Exercise:
Work out how many lines of the listing below include the string "failure", and give that number alone.

Provided records:
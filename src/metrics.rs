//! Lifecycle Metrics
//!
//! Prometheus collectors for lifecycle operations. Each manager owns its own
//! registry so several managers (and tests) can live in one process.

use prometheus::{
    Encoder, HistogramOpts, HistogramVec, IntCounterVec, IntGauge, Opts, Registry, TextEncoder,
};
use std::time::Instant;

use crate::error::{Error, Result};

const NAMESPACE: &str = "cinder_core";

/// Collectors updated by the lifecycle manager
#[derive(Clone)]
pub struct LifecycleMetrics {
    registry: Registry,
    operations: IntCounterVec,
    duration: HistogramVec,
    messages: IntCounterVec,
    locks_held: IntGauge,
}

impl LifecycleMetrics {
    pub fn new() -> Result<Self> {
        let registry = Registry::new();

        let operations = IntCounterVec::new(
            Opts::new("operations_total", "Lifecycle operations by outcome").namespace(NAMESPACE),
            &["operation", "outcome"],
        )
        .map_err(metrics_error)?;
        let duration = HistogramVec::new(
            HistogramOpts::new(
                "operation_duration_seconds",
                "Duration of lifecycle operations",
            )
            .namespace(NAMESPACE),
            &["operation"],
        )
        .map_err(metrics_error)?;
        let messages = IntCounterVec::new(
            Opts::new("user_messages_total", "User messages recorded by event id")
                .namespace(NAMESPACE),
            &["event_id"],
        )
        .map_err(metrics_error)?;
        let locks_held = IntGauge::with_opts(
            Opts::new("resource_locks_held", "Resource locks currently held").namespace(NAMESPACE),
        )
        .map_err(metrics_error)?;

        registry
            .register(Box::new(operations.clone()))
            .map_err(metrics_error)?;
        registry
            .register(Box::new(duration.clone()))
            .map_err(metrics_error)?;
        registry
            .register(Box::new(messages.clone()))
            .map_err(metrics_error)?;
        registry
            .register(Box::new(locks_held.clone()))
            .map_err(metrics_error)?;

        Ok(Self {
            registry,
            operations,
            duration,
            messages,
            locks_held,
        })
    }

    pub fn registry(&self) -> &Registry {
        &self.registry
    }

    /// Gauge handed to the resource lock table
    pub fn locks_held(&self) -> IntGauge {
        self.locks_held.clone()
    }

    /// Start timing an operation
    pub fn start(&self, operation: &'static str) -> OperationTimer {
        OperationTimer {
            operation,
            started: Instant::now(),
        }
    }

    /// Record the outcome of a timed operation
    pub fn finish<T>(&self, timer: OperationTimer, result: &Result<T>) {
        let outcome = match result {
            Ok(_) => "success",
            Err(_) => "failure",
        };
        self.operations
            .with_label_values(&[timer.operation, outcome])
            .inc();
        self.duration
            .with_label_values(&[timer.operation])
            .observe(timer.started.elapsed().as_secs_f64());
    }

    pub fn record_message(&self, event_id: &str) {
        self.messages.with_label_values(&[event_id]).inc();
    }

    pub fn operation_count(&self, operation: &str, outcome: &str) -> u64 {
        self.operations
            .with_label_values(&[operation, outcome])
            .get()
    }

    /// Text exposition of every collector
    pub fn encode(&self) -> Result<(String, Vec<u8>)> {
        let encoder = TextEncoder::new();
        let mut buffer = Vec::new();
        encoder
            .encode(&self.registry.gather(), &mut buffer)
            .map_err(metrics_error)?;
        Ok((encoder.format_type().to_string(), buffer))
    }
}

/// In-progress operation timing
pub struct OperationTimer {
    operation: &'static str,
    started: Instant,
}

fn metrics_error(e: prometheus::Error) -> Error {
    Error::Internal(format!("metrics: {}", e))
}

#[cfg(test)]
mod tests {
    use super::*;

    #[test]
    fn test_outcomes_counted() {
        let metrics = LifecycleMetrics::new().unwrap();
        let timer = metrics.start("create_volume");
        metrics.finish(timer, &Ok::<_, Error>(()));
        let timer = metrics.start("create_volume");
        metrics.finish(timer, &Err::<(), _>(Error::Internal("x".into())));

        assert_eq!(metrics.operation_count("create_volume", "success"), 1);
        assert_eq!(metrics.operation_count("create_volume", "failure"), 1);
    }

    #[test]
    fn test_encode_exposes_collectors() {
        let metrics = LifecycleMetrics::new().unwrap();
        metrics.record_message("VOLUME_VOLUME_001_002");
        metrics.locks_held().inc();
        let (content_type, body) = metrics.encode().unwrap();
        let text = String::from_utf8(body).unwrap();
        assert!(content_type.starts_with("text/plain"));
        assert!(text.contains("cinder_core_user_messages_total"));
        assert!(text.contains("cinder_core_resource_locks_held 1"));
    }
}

Answer box:
2